WHAT THE TASK ASKS: All of the records must come back exactly as they were given.
:: THE DATA ::
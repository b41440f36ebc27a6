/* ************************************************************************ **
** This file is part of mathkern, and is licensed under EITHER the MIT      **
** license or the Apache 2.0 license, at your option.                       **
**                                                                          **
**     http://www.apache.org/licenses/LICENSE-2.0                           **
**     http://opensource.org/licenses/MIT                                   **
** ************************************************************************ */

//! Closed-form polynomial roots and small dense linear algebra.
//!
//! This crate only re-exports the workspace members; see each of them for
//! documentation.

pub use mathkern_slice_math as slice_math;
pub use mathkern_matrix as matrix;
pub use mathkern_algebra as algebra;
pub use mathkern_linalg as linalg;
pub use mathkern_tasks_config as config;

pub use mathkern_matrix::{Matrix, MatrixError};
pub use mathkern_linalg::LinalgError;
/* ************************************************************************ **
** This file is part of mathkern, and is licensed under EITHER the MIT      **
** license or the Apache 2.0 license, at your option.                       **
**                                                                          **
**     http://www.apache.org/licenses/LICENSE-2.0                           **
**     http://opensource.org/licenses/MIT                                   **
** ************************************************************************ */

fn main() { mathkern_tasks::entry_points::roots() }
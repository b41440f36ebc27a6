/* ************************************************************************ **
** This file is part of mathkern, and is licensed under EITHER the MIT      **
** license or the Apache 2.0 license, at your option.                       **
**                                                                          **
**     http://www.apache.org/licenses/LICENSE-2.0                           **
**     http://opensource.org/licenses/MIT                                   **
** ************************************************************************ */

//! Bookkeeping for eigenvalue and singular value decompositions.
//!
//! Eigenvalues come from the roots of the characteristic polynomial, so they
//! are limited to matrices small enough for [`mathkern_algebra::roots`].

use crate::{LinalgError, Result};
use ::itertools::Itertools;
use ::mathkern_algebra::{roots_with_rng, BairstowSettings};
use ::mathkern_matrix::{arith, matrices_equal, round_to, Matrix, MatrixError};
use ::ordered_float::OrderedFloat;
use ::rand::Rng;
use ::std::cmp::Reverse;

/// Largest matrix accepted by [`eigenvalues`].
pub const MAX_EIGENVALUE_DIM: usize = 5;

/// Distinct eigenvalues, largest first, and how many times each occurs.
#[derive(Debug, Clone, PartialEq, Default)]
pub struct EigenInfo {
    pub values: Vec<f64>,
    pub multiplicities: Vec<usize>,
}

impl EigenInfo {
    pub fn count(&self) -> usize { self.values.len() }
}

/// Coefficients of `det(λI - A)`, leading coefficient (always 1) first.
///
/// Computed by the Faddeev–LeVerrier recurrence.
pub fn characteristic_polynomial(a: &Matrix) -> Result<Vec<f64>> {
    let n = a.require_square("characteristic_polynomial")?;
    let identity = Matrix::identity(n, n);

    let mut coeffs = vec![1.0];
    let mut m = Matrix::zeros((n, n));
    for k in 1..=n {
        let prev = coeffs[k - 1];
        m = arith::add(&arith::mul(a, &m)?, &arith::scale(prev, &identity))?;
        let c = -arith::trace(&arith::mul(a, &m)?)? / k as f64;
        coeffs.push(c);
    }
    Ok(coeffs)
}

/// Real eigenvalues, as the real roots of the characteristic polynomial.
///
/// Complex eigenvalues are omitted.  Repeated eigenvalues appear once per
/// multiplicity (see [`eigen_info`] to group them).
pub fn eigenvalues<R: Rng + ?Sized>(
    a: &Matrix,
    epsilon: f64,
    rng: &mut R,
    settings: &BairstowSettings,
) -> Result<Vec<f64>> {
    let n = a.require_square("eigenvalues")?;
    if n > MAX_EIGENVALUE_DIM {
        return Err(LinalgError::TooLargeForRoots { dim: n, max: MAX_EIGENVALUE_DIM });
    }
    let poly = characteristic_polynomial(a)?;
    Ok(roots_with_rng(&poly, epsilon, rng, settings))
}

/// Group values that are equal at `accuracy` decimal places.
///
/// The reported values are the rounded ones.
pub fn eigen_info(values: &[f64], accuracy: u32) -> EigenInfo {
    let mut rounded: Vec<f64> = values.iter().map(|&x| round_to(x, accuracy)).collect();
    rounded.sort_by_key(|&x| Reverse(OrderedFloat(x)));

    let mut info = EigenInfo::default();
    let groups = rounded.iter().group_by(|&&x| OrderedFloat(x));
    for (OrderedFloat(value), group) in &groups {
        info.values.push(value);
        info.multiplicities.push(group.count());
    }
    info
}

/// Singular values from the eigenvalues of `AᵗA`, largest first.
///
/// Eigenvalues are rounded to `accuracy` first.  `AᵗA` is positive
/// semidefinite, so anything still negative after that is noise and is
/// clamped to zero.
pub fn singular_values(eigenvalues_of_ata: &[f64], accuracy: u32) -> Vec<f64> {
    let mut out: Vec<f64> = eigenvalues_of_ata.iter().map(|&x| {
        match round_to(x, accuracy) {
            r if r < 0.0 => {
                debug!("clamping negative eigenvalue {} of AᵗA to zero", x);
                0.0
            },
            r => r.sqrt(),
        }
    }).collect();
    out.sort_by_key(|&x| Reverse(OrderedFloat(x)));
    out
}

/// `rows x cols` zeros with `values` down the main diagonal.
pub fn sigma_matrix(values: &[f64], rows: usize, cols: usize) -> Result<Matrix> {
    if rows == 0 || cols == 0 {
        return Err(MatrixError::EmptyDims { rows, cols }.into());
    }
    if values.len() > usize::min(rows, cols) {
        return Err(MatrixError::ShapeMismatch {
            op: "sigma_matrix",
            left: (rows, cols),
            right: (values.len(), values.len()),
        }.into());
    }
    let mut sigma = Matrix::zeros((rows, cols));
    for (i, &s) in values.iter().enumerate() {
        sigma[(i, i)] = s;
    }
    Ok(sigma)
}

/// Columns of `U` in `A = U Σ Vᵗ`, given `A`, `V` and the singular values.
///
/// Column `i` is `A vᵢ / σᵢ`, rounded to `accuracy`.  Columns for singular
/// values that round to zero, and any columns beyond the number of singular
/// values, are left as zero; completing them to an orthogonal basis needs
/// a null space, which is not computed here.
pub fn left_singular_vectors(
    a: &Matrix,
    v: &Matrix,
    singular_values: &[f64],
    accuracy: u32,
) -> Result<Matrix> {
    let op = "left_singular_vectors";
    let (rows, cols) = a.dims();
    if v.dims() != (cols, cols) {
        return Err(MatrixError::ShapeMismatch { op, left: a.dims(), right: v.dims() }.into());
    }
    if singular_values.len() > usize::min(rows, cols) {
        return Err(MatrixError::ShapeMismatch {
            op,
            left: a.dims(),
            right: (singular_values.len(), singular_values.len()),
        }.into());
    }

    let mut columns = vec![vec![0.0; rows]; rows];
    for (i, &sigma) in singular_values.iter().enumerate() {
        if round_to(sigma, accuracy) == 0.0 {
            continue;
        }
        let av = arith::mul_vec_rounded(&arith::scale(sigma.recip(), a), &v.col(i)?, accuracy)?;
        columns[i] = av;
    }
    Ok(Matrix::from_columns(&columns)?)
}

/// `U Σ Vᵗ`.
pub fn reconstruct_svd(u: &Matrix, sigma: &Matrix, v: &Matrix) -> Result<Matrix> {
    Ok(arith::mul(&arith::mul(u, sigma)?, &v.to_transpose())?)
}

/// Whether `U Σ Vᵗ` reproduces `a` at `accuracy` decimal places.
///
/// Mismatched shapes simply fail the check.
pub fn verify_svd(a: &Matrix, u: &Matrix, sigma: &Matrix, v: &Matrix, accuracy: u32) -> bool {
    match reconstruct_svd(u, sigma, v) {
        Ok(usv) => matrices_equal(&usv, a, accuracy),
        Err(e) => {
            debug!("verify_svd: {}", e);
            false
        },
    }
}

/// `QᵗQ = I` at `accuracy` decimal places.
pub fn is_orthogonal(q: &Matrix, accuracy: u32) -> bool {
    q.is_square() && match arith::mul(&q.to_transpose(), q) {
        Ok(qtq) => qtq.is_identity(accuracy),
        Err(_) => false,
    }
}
:::
PROBLEM SOLUTION:
repository b41440f36ebc27a6
/* ************************************************************************ **
** This file is part of mathkern, and is licensed under EITHER the MIT      **
** license or the Apache 2.0 license, at your option.                       **
**                                                                          **
**     http://www.apache.org/licenses/LICENSE-2.0                           **
**     http://opensource.org/licenses/MIT                                   **
** ************************************************************************ */

//! Closed-form polynomial roots and small dense linear algebra.
//!
//! This crate only re-exports the workspace members; see each of them for
//! documentation.

pub use mathkern_slice_math as slice_math;
pub use mathkern_matrix as matrix;
pub use mathkern_algebra as algebra;
pub use mathkern_linalg as linalg;
pub use mathkern_tasks_config as config;

pub use mathkern_matrix::{Matrix, MatrixError};
pub use mathkern_linalg::LinalgError;
/* ************************************************************************ **
** This file is part of mathkern, and is licensed under EITHER the MIT      **
** license or the Apache 2.0 license, at your option.                       **
**                                                                          **
**     http://www.apache.org/licenses/LICENSE-2.0                           **
**     http://opensource.org/licenses/MIT                                   **
** ************************************************************************ */

fn main() { mathkern_tasks::entry_points::roots() }
repository b41440f36ebc27a6
/* ************************************************************************ **
** This file is part of mathkern, and is licensed under EITHER the MIT      **
** license or the Apache 2.0 license, at your option.                       **
**                                                                          **
**     http://www.apache.org/licenses/LICENSE-2.0                           **
**     http://opensource.org/licenses/MIT                                   **
** ************************************************************************ */

//! Bookkeeping for eigenvalue and singular value decompositions.
//!
//! Eigenvalues come from the roots of the characteristic polynomial, so they
//! are limited to matrices small enough for [`mathkern_algebra::roots`].

use crate::{LinalgError, Result};
use ::itertools::Itertools;
use ::mathkern_algebra::{roots_with_rng, BairstowSettings};
use ::mathkern_matrix::{arith, matrices_equal, round_to, Matrix, MatrixError};
use ::ordered_float::OrderedFloat;
use ::rand::Rng;
use ::std::cmp::Reverse;

/// Largest matrix accepted by [`eigenvalues`].
pub const MAX_EIGENVALUE_DIM: usize = 5;

/// Distinct eigenvalues, largest first, and how many times each occurs.
#[derive(Debug, Clone, PartialEq, Default)]
pub struct EigenInfo {
    pub values: Vec<f64>,
    pub multiplicities: Vec<usize>,
}

impl EigenInfo {
    pub fn count(&self) -> usize { self.values.len() }
}

/// Coefficients of `det(λI - A)`, leading coefficient (always 1) first.
///
/// Computed by the Faddeev–LeVerrier recurrence.
pub fn characteristic_polynomial(a: &Matrix) -> Result<Vec<f64>> {
    let n = a.require_square("characteristic_polynomial")?;
    let identity = Matrix::identity(n, n);

    let mut coeffs = vec![1.0];
    let mut m = Matrix::zeros((n, n));
    for k in 1..=n {
        let prev = coeffs[k - 1];
        m = arith::add(&arith::mul(a, &m)?, &arith::scale(prev, &identity))?;
        let c = -arith::trace(&arith::mul(a, &m)?)? / k as f64;
        coeffs.push(c);
    }
    Ok(coeffs)
}

/// Real eigenvalues, as the real roots of the characteristic polynomial.
///
/// Complex eigenvalues are omitted.  Repeated eigenvalues appear once per
/// multiplicity (see [`eigen_info`] to group them).
pub fn eigenvalues<R: Rng + ?Sized>(
    a: &Matrix,
    epsilon: f64,
    rng: &mut R,
    settings: &BairstowSettings,
) -> Result<Vec<f64>> {
    let n = a.require_square("eigenvalues")?;
    if n > MAX_EIGENVALUE_DIM {
        return Err(LinalgError::TooLargeForRoots { dim: n, max: MAX_EIGENVALUE_DIM });
    }
    let poly = characteristic_polynomial(a)?;
    Ok(roots_with_rng(&poly, epsilon, rng, settings))
}

/// Group values that are equal at `accuracy` decimal places.
///
/// The reported values are the rounded ones.
pub fn eigen_info(values: &[f64], accuracy: u32) -> EigenInfo {
    let mut rounded: Vec<f64> = values.iter().map(|&x| round_to(x, accuracy)).collect();
    rounded.sort_by_key(|&x| Reverse(OrderedFloat(x)));

    let mut info = EigenInfo::default();
    let groups = rounded.iter().group_by(|&&x| OrderedFloat(x));
    for (OrderedFloat(value), group) in &groups {
        info.values.push(value);
        info.multiplicities.push(group.count());
    }
    info
}

/// Singular values from the eigenvalues of `AᵗA`, largest first.
///
/// Eigenvalues are rounded to `accuracy` first.  `AᵗA` is positive
/// semidefinite, so anything still negative after that is noise and is
/// clamped to zero.
pub fn singular_values(eigenvalues_of_ata: &[f64], accuracy: u32) -> Vec<f64> {
    let mut out: Vec<f64> = eigenvalues_of_ata.iter().map(|&x| {
        match round_to(x, accuracy) {
            r if r < 0.0 => {
                debug!("clamping negative eigenvalue {} of AᵗA to zero", x);
                0.0
            },
            r => r.sqrt(),
        }
    }).collect();
    out.sort_by_key(|&x| Reverse(OrderedFloat(x)));
    out
}

/// `rows x cols` zeros with `values` down the main diagonal.
pub fn sigma_matrix(values: &[f64], rows: usize, cols: usize) -> Result<Matrix> {
    if rows == 0 || cols == 0 {
        return Err(MatrixError::EmptyDims { rows, cols }.into());
    }
    if values.len() > usize::min(rows, cols) {
        return Err(MatrixError::ShapeMismatch {
            op: "sigma_matrix",
            left: (rows, cols),
            right: (values.len(), values.len()),
        }.into());
    }
    let mut sigma = Matrix::zeros((rows, cols));
    for (i, &s) in values.iter().enumerate() {
        sigma[(i, i)] = s;
    }
    Ok(sigma)
}

/// Columns of `U` in `A = U Σ Vᵗ`, given `A`, `V` and the singular values.
///
/// Column `i` is `A vᵢ / σᵢ`, rounded to `accuracy`.  Columns for singular
/// values that round to zero, and any columns beyond the number of singular
/// values, are left as zero; completing them to an orthogonal basis needs
/// a null space, which is not computed here.
pub fn left_singular_vectors(
    a: &Matrix,
    v: &Matrix,
    singular_values: &[f64],
    accuracy: u32,
) -> Result<Matrix> {
    let op = "left_singular_vectors";
    let (rows, cols) = a.dims();
    if v.dims() != (cols, cols) {
        return Err(MatrixError::ShapeMismatch { op, left: a.dims(), right: v.dims() }.into());
    }
    if singular_values.len() > usize::min(rows, cols) {
        return Err(MatrixError::ShapeMismatch {
            op,
            left: a.dims(),
            right: (singular_values.len(), singular_values.len()),
        }.into());
    }

    let mut columns = vec![vec![0.0; rows]; rows];
    for (i, &sigma) in singular_values.iter().enumerate() {
        if round_to(sigma, accuracy) == 0.0 {
            continue;
        }
        let av = arith::mul_vec_rounded(&arith::scale(sigma.recip(), a), &v.col(i)?, accuracy)?;
        columns[i] = av;
    }
    Ok(Matrix::from_columns(&columns)?)
}

/// `U Σ Vᵗ`.
pub fn reconstruct_svd(u: &Matrix, sigma: &Matrix, v: &Matrix) -> Result<Matrix> {
    Ok(arith::mul(&arith::mul(u, sigma)?, &v.to_transpose())?)
}

/// Whether `U Σ Vᵗ` reproduces `a` at `accuracy` decimal places.
///
/// Mismatched shapes simply fail the check.
pub fn verify_svd(a: &Matrix, u: &Matrix, sigma: &Matrix, v: &Matrix, accuracy: u32) -> bool {
    match reconstruct_svd(u, sigma, v) {
        Ok(usv) => matrices_equal(&usv, a, accuracy),
        Err(e) => {
            debug!("verify_svd: {}", e);
            false
        },
    }
}

/// `QᵗQ = I` at `accuracy` decimal places.
pub fn is_orthogonal(q: &Matrix, accuracy: u32) -> bool {
    q.is_square() && match arith::mul(&q.to_transpose(), q) {
        Ok(qtq) => qtq.is_identity(accuracy),
        Err(_) => false,
    }
}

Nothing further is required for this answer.